Dataset items:
*-*-*
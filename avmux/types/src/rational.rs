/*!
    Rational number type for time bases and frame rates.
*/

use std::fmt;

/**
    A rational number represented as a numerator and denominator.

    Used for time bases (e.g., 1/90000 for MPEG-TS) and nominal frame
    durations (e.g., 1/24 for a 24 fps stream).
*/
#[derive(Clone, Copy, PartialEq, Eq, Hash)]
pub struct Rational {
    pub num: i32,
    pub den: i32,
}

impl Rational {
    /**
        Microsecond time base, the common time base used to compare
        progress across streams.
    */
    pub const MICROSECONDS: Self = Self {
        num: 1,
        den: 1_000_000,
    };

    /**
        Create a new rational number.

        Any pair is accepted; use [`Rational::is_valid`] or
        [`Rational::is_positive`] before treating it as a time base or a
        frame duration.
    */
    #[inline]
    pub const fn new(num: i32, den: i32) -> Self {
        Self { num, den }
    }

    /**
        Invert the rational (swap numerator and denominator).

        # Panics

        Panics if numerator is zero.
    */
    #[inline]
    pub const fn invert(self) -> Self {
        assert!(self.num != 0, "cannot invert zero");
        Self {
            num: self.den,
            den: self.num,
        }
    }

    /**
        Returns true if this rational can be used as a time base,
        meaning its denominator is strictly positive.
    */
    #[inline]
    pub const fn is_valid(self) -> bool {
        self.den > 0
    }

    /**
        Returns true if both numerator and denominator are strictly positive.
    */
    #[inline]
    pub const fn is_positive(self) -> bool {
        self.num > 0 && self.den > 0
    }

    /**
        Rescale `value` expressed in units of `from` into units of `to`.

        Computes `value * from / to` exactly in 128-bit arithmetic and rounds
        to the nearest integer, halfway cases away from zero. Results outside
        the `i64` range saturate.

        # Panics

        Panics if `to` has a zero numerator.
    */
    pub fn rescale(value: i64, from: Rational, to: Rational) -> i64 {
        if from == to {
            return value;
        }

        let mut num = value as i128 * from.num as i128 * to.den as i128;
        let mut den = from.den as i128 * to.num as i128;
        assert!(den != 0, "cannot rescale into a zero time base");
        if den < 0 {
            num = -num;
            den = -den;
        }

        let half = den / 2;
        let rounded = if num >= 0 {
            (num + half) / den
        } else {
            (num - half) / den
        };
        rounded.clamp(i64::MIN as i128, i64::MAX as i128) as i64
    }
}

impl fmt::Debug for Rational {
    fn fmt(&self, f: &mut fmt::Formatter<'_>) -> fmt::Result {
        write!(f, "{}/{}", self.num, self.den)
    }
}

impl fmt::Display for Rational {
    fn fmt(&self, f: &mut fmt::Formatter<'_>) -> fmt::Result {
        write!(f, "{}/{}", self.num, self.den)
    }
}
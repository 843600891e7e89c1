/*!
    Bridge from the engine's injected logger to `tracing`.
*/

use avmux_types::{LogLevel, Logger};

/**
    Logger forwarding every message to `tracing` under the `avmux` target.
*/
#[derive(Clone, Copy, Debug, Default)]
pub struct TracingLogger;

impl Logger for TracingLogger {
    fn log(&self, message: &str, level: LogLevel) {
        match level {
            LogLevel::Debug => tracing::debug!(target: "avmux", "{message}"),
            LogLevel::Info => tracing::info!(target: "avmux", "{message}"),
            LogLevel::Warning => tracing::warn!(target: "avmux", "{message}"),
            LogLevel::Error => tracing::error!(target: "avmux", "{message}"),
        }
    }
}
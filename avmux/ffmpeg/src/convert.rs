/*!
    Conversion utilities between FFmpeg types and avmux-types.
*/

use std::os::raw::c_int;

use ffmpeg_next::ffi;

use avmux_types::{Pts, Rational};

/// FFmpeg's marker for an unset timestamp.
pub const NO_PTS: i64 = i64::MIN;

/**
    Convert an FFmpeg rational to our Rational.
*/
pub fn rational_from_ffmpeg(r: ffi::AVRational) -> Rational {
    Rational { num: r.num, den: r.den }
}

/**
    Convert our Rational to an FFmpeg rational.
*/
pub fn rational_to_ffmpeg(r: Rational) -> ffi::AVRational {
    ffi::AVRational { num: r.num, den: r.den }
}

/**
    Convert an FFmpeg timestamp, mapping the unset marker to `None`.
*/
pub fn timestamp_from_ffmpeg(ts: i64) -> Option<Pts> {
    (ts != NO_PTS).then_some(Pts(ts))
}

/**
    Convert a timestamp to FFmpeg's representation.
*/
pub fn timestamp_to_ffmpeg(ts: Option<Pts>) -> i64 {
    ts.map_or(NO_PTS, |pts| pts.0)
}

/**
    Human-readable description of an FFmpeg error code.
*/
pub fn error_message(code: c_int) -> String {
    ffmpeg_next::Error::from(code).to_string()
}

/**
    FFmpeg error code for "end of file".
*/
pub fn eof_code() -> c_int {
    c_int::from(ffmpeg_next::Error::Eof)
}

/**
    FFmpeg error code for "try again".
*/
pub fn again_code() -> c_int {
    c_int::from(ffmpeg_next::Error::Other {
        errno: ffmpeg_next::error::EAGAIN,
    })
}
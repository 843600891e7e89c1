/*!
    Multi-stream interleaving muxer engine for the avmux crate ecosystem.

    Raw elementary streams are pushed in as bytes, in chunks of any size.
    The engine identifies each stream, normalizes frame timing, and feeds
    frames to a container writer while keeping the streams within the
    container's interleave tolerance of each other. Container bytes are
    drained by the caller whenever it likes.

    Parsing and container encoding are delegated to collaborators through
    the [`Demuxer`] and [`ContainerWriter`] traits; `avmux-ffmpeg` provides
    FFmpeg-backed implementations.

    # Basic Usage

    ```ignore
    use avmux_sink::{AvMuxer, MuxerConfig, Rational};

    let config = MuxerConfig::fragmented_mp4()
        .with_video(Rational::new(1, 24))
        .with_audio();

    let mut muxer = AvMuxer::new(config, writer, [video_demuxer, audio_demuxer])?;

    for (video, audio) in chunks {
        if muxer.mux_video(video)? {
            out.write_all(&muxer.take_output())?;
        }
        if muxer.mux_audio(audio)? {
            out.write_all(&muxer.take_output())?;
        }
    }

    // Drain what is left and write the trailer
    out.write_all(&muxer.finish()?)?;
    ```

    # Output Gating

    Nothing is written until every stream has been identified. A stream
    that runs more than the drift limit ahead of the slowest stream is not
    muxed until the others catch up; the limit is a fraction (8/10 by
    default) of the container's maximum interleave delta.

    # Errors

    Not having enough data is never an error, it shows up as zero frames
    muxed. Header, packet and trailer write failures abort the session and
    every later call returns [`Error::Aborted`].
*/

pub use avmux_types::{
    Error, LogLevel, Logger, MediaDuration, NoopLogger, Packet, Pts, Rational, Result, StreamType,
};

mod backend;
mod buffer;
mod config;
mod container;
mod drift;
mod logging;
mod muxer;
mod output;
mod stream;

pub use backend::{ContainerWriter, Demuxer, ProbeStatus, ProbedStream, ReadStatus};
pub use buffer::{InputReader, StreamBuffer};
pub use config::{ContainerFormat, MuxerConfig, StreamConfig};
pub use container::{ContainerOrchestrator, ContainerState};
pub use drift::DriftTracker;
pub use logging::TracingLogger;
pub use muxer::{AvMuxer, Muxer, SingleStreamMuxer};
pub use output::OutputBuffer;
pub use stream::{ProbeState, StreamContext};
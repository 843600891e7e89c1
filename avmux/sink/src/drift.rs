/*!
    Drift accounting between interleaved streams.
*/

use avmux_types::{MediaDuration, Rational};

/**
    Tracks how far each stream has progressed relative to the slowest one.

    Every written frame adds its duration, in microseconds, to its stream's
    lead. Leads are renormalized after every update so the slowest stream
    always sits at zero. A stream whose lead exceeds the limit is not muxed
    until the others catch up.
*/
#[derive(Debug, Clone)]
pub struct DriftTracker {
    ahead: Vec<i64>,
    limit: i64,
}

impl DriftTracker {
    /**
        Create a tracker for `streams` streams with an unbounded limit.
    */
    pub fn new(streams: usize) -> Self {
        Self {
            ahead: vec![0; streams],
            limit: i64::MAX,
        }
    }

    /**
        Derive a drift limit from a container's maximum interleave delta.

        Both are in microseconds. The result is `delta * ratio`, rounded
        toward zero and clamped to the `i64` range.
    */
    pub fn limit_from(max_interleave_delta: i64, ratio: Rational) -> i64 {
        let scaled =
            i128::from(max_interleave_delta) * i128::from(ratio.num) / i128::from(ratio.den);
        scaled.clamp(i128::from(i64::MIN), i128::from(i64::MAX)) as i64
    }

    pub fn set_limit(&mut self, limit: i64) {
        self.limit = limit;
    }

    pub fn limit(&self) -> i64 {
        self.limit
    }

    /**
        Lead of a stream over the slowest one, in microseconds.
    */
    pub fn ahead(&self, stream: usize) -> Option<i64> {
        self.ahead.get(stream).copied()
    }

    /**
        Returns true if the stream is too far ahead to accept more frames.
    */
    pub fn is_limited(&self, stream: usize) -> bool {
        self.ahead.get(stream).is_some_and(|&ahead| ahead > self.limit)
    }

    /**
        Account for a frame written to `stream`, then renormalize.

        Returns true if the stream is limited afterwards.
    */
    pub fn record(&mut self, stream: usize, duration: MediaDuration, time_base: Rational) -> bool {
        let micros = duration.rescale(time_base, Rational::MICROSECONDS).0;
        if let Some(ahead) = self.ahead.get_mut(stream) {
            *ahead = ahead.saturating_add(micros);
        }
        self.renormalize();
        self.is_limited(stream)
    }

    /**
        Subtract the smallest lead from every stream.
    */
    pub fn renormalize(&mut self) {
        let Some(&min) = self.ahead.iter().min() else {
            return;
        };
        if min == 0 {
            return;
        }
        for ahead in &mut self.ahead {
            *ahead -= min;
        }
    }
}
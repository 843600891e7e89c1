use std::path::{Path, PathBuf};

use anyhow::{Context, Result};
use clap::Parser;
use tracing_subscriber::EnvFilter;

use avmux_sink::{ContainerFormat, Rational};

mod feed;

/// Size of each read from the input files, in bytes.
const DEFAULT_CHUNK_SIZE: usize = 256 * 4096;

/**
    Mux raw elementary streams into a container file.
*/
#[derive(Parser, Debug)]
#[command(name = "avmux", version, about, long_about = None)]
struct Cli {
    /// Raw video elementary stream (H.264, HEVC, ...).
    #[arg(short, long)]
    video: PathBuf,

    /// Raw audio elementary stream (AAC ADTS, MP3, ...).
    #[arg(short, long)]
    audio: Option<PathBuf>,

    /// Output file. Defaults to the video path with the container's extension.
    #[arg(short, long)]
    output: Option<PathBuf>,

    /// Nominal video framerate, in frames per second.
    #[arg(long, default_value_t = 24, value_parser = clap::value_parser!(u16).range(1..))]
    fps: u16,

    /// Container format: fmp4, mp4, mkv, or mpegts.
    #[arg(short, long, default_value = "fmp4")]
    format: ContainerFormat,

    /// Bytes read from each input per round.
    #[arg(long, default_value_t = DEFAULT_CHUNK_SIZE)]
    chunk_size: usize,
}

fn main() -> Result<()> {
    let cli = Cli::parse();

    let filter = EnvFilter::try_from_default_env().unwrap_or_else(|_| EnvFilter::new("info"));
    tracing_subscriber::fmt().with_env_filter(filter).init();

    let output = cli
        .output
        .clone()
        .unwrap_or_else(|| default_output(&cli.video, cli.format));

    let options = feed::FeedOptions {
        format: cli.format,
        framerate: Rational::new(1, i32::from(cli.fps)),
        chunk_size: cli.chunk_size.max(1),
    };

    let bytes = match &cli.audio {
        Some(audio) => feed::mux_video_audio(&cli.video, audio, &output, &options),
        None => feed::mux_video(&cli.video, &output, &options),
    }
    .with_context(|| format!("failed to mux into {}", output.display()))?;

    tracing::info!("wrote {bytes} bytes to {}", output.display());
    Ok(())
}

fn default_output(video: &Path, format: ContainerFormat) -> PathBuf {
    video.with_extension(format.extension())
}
*-*-*
## EXERCISE INSTRUCTIONS
Give the count of lines in the data above that hold the string "MediaDuration", with no additional words.

## SOLUTION TO THIS TASK
3